Никто не считал последователей Игнатия де Лойолы святыми; однако слышать, что один из них пошел по скользкой дорожке, было ничуть не менее странно, чем узнать, что снова какой-то ангел восстал против Господа Бога.
– Знаете ли вы, что предложил дьявол Адаму и Еве, чтобы соблазнить их? – спросил отец Нобили.
– Плод древа познания.
– Знания, – уточнил иезуит. – Именно это: знания о сути вещей, которые Бог не предусмотрел для нас, людей. Также можно было бы сказать: знания дьявола.
– И ваш мятежник…
– Пришел сюда в погоне за этим знанием.
– Он ищет древо познания? Которое, получается, находится именно в Вюрцбурге?
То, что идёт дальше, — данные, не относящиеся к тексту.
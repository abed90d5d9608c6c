#![deny(unsafe_code)]

//! Chat message state and the media-attachment intake pipeline.
//!
//! A [`ChatSession`] owns the draft, the outstanding media request and the ordered log of
//! committed messages. Renderers read [`ChatSnapshot`]s; picker collaborators implement
//! [`MediaPicker`] and report back through [`ChatSession::on_picker_result`].
pub mod composer;
pub mod error;
pub mod events;
pub mod ids;
pub mod log;
pub mod media;
pub mod message;
pub mod session;

pub use composer::MessageComposer;
pub use error::{ChatError, ChatResult};
pub use events::SessionEvent;
pub use ids::MessageId;
pub use log::{ChatLog, ChatSnapshot};
pub use media::{MediaKind, MediaSelection, PendingSelection, PickerOutcome};
pub use message::{ChatMessage, Locator, MessageContent};
pub use session::{
    AttachRejection, AttachState, AttachTransition, AttachTransitionResult, ChatSession,
    EVENT_BACKLOG_LIMIT, MediaPicker,
};

/// Returns the packaged module name checked against the bundled test resources.
pub fn module_name() -> &'static str {
    env!("CARGO_PKG_NAME")
}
– Древо познания, – с холодком объяснил отец Нобили, – это символ. Где, как правило, хранятся знания, монсеньор?
– В книгах…
– Мятежник ищет самую опасную книгу мира. Книгу, в которую Люцифер вложил все то, что Бог никогда не хотел открывать нам, людям. Это завет зла, его завещание…
– Библия дьявола, – закончил за него Фабио. Ему показалось, что периферическим зрением он уловил, как вздрогнули тени.
– Вы знаете о ней?
– О чем я знаю?
Тени, казалось, все еще вздрагивали, как будто дышали и вздувались навстречу звучанию слов: библия дьявола…
– О библии дьявола!
– Так эта книга действительно существует?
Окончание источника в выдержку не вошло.